Вернувшись из плена, измученный и исхудалый, он сначала работал на восстановлении нашего разрушенного городка и после принялся за «раскопки». А еще он женился на Марии Коста по прозвищу Смуглянка.
Молодожены вдвоем отправлялись на гору Коломбара или на гору Форно, перекапывали старые траншеи, и Нин говорил своим товарищам по работе:
— Полюбуйтесь, каково буржуазное общество: сперва оно заставляло нас убивать и разрушать, а теперь, чтоб мы могли выжить, заставляет рисковать жизнью на такой работе.

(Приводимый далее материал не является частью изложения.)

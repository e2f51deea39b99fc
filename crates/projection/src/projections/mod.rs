//! Per-projection math. Every type here works in radians on the
//! geographic side and in meters on the projected side (radians for
//! [`Geographic`]); unit conversion happens in [`crate::Projection`].

mod alaska_conformal;
mod albers;
mod azimuthal;
mod equidistant_conic;
mod geographic;
mod goode;
mod hotine_oblique_mercator;
mod lambert_conformal;
mod mercator;
mod oblated_equal_area;
mod polar_stereographic;
mod polyconic;
pub(crate) mod pseudocylindrical;
mod robinson;
mod space_oblique_mercator;
mod transverse_mercator;
mod van_der_grinten;

pub use alaska_conformal::AlaskaConformal;
pub use albers::Albers;
pub use azimuthal::{
    AzimuthalEquidistant, GeneralVerticalNearSide, Gnomonic, LambertAzimuthal, Orthographic,
    Stereographic,
};
pub use equidistant_conic::EquidistantConic;
pub use geographic::Geographic;
pub use goode::{GoodeHomolosine, InterruptedMollweide};
pub use hotine_oblique_mercator::HotineObliqueMercator;
pub use lambert_conformal::LambertConformalConic;
pub use mercator::Mercator;
pub use oblated_equal_area::OblatedEqualArea;
pub use polar_stereographic::PolarStereographic;
pub use polyconic::Polyconic;
pub use pseudocylindrical::{
    Equirectangular, Hammer, Miller, Mollweide, Sinusoidal, WagnerIV, WagnerVII,
};
pub use robinson::Robinson;
pub use space_oblique_mercator::SpaceObliqueMercator;
pub use transverse_mercator::TransverseMercator;
pub use van_der_grinten::VanDerGrinten;
#[cfg(test)]
mod tests {
    use super::*;

    fn id(quadrants: &[Quadrant]) -> QuadId {
        QuadId(quadrants.to_vec())
    }

    #[test]
    fn test_to_int_digits() {
        assert_eq!(id(&[NW]).to_int(), 1);
        assert_eq!(id(&[SE, NW, NE]).to_int(), 412);
        assert_eq!(QuadId::default().to_int(), 0);
    }

    #[test]
    fn test_flip_is_involution() {
        for q in Quadrant::ALL {
            assert_eq!(q.flip().flip(), q);
            assert_ne!(q.flip(), q);
        }
    }

    #[test]
    fn test_edge_neighbor_same_parent() {
        let (nbr, count) = id(&[NW, NW]).edge_neighbor_id(MeshDir::East).unwrap();
        assert_eq!(nbr, id(&[NW, NE]));
        assert_eq!(count, 1);
    }

    #[test]
    fn test_edge_neighbor_across_parents() {
        // East of NW.NE is NE.NW.
        let (nbr, count) = id(&[NW, NE]).edge_neighbor_id(MeshDir::East).unwrap();
        assert_eq!(nbr, id(&[NE, NW]));
        assert_eq!(count, 2);
        // South of NW.SW is SW.NW.
        let (nbr, _) = id(&[NW, SW]).edge_neighbor_id(MeshDir::South).unwrap();
        assert_eq!(nbr, id(&[SW, NW]));
    }

    #[test]
    fn test_edge_neighbor_off_the_border() {
        assert!(id(&[NW, NW]).edge_neighbor_id(MeshDir::North).is_none());
        assert!(id(&[SE, SE]).edge_neighbor_id(MeshDir::East).is_none());
        assert!(id(&[NW]).edge_neighbor_id(MeshDir::NorthEast).is_none());
    }

    #[test]
    fn test_vertex_neighbors() {
        // Same parent.
        let (nbr, count) = id(&[NW, NW]).vertex_neighbor_id(MeshDir::SouthEast).unwrap();
        assert_eq!(nbr, id(&[NW, SE]));
        assert_eq!(count, 1);
        // Across the parent's east edge.
        let (nbr, _) = id(&[NW, NE]).vertex_neighbor_id(MeshDir::SouthEast).unwrap();
        assert_eq!(nbr, id(&[NE, SW]));
        // Across the parent's corner.
        let (nbr, count) = id(&[NW, SE]).vertex_neighbor_id(MeshDir::SouthEast).unwrap();
        assert_eq!(nbr, id(&[SE, NW]));
        assert_eq!(count, 2);
        // Off the border.
        assert!(id(&[NW, NW]).vertex_neighbor_id(MeshDir::NorthWest).is_none());
    }

    #[test]
    fn test_root_division() {
        let tree = QuadTree::new(10, 7, 4, 0).unwrap();
        assert_eq!(
            tree.leaf_areas(),
            vec![
                Area::pixels(0, 0, 2, 4),
                Area::pixels(3, 0, 6, 4),
                Area::pixels(0, 5, 2, 9),
                Area::pixels(3, 5, 6, 9),
            ]
        );
    }

    #[test]
    fn test_construction_errors() {
        assert!(QuadTree::new(10, 10, 3, 0).is_err());
        assert!(QuadTree::new(1, 10, 4, 0).is_err());
        assert!(QuadTree::with_workload(4, 4, 2, 4, 0, |a: &Area| a.pixel_count()).is_err());
    }

    #[test]
    fn test_grow_respects_budget() {
        let mut tree = QuadTree::new(64, 64, 10, 0).unwrap();
        tree.grow_fully();
        // 4 -> 7 -> 10 leaves, then 10 - 10 < 3 stops.
        assert_eq!(tree.leaf_count(), 10);
        let total: u64 = tree.leaf_areas().iter().map(|a| a.pixel_count()).sum();
        assert_eq!(total, 64 * 64);
    }

    #[test]
    fn test_grow_respects_min_workload() {
        let mut tree = QuadTree::new(16, 16, 1000, 64).unwrap();
        tree.grow_fully();
        assert!(tree.leaf_areas().iter().all(|a| a.pixel_count() <= 64));
        assert_eq!(tree.leaf_count(), 4);
    }

    #[test]
    fn test_custom_workload_splits_heavy_corner() {
        let mut tree = QuadTree::with_workload(32, 32, 0, 7, 0, |a: &Area| {
            if a.contains_pixel(0, 0) {
                1000
            } else {
                a.pixel_count()
            }
        })
        .unwrap();
        tree.grow_fully();
        assert_eq!(tree.leaf_count(), 7);
        assert!(tree.leaf_areas().contains(&Area::pixels(0, 0, 7, 7)));
    }

    #[test]
    fn test_neighbors_of_uniform_grid() {
        // 16 equal leaves on a 4x4 grid of 2x2 blocks.
        let mut tree = QuadTree::new(8, 8, 16, 4).unwrap();
        tree.grow_fully();
        assert_eq!(tree.leaf_count(), 16);
        tree.update_neighbors();
        let infos = tree.decompose().unwrap();

        let at = |col: u64, row: u64| {
            infos
                .iter()
                .find(|i| i.mbr == Area::pixels(col, row, col + 1, row + 1))
                .unwrap()
                .id
        };

        let centre = infos.iter().find(|i| i.id == at(2, 2)).unwrap();
        assert_eq!(centre.neighbors[MeshDir::North as usize], vec![at(2, 0)]);
        assert_eq!(centre.neighbors[MeshDir::NorthEast as usize], vec![at(4, 0)]);
        assert_eq!(centre.neighbors[MeshDir::East as usize], vec![at(4, 2)]);
        assert_eq!(centre.neighbors[MeshDir::SouthEast as usize], vec![at(4, 4)]);
        assert_eq!(centre.neighbors[MeshDir::South as usize], vec![at(2, 4)]);
        assert_eq!(centre.neighbors[MeshDir::SouthWest as usize], vec![at(0, 4)]);
        assert_eq!(centre.neighbors[MeshDir::West as usize], vec![at(0, 2)]);
        assert_eq!(centre.neighbors[MeshDir::NorthWest as usize], vec![at(0, 0)]);

        let corner = infos.iter().find(|i| i.id == at(0, 0)).unwrap();
        assert!(corner.neighbors[MeshDir::North as usize].is_empty());
        assert!(corner.neighbors[MeshDir::West as usize].is_empty());
        assert!(corner.neighbors[MeshDir::NorthWest as usize].is_empty());
        assert_eq!(corner.neighbors[MeshDir::SouthEast as usize], vec![at(2, 2)]);
    }

    #[test]
    fn test_neighbors_across_levels() {
        // Split only the NW quadrant: its east side borders the big NE leaf,
        // and NE sees both small leaves to its west.
        let mut tree = QuadTree::with_workload(8, 8, 0, 7, 0, |a: &Area| {
            if a.contains_pixel(0, 0) {
                100
            } else {
                1
            }
        })
        .unwrap();
        tree.grow_fully();
        assert_eq!(tree.leaf_count(), 7);
        tree.update_neighbors();
        let infos = tree.decompose().unwrap();
        let by_mbr = |area: Area| infos.iter().find(|i| i.mbr == area).unwrap();

        let ne = by_mbr(Area::pixels(4, 0, 7, 3));
        let nw_ne = by_mbr(Area::pixels(2, 0, 3, 1));
        let nw_se = by_mbr(Area::pixels(2, 2, 3, 3));
        assert_eq!(nw_ne.neighbors[MeshDir::East as usize], vec![ne.id]);
        let mut west = ne.neighbors[MeshDir::West as usize].clone();
        west.sort();
        let mut expected = vec![nw_ne.id, nw_se.id];
        expected.sort();
        assert_eq!(west, expected);
        // Across NE's south-west corner lies the undivided SW leaf.
        assert_eq!(ne.neighbors[MeshDir::SouthWest as usize], vec![3]);
        assert_eq!(nw_se.neighbors[MeshDir::East as usize], vec![ne.id]);
        // NE is east of NW.SE, so it is not repeated as its north-east
        // corner neighbor.
        assert!(!nw_se.neighbors[MeshDir::NorthEast as usize].contains(&ne.id));
    }

    #[test]
    fn test_decompose_sorted_by_workload_with_halo() {
        let mut tree = QuadTree::with_workload(10, 10, 1, 4, 0, |a: &Area| a.ul.x as u64 + a.ul.y as u64)
            .unwrap();
        tree.update_neighbors();
        let infos = tree.decompose().unwrap();
        assert!(infos.windows(2).all(|w| w[0].workload >= w[1].workload));

        // Root work area is 1..=8; NW leaf is 1..=4 grown to 0..=5.
        let nw = infos.iter().find(|i| i.id == 1).unwrap();
        assert_eq!(nw.mbr, Area::pixels(0, 0, 5, 5));
        assert_eq!(nw.work_rect, Area::pixels(1, 1, 4, 4));
        assert_eq!(nw.work_area(), Area::pixels(1, 1, 4, 4));
    }

    #[test]
    fn test_decompose_requires_neighbors() {
        let tree = QuadTree::new(8, 8, 4, 0).unwrap();
        assert!(tree.decompose().is_err());
    }
}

Копаясь в земле, изрытой снарядами, он часто находил останки убитых солдат, тогда его охватывала печаль и злоба, потому что это были такие же люди, как он, такие же, как его товарищи, которых он встречал по всему свету: это были пролетарии.
Вместе с двумя друзьями, Пьеро Парлио и Валентино Наппой, он решил построить дом, потому что каждый человек должен иметь свой дом: построил, оставил в нем свою Смуглянку и отправился в Америку, чтобы выплатить оставшиеся долги. Шесть лет он как каторжный трудился на рудниках.
Нин рассказывал Чернявому о своей жизни в долгие вечера при светомаскировке, и однажды Чернявый попросил его показать платок с надписью: «Vive Lénine!». Нин расстегнул рубашку, и поверх майки Чернявый увидел красный платок, выцветший от пота и времени.
Как–то раз зимой из города прибежал человек и сообщил, что чернорубашечники готовятся прочесать округу, Чернявый и еще несколько человек ушли в лес, петляя, чтобы запутать следы на снегу.
Чернорубашечники пришли, начали обыскивать все дома от погреба до чердака, коровники, сеновалы и амбары. У Нина они завалили поленницу, штыками стали протыкать картошку в зимней кладовой. Мария проклинала их и кричала, что они хамы и нахалы. С какой стати портить картошку, которая досталась таким трудом? Зачем разбрасывать повсюду сено, рискуя устроить пожар? Нин молча и спокойно следил за каждым движением этих бесноватых, а внутренне трепетал за двух английских солдат, которых уже неделю укрывал в проеме между поленницей и хлевом. Никто не знал, что они там спрятаны, ни жена, ни сын не знали. Мавр Коста — его тесть — привел их к нему вьюжной ночью. И теперь чернорубашечники, вместо того чтобы опрокинуть дрова наружу, привалили их к стене еще больше, и англичане остались под дровами. И ясное дело, сидели помалкивали.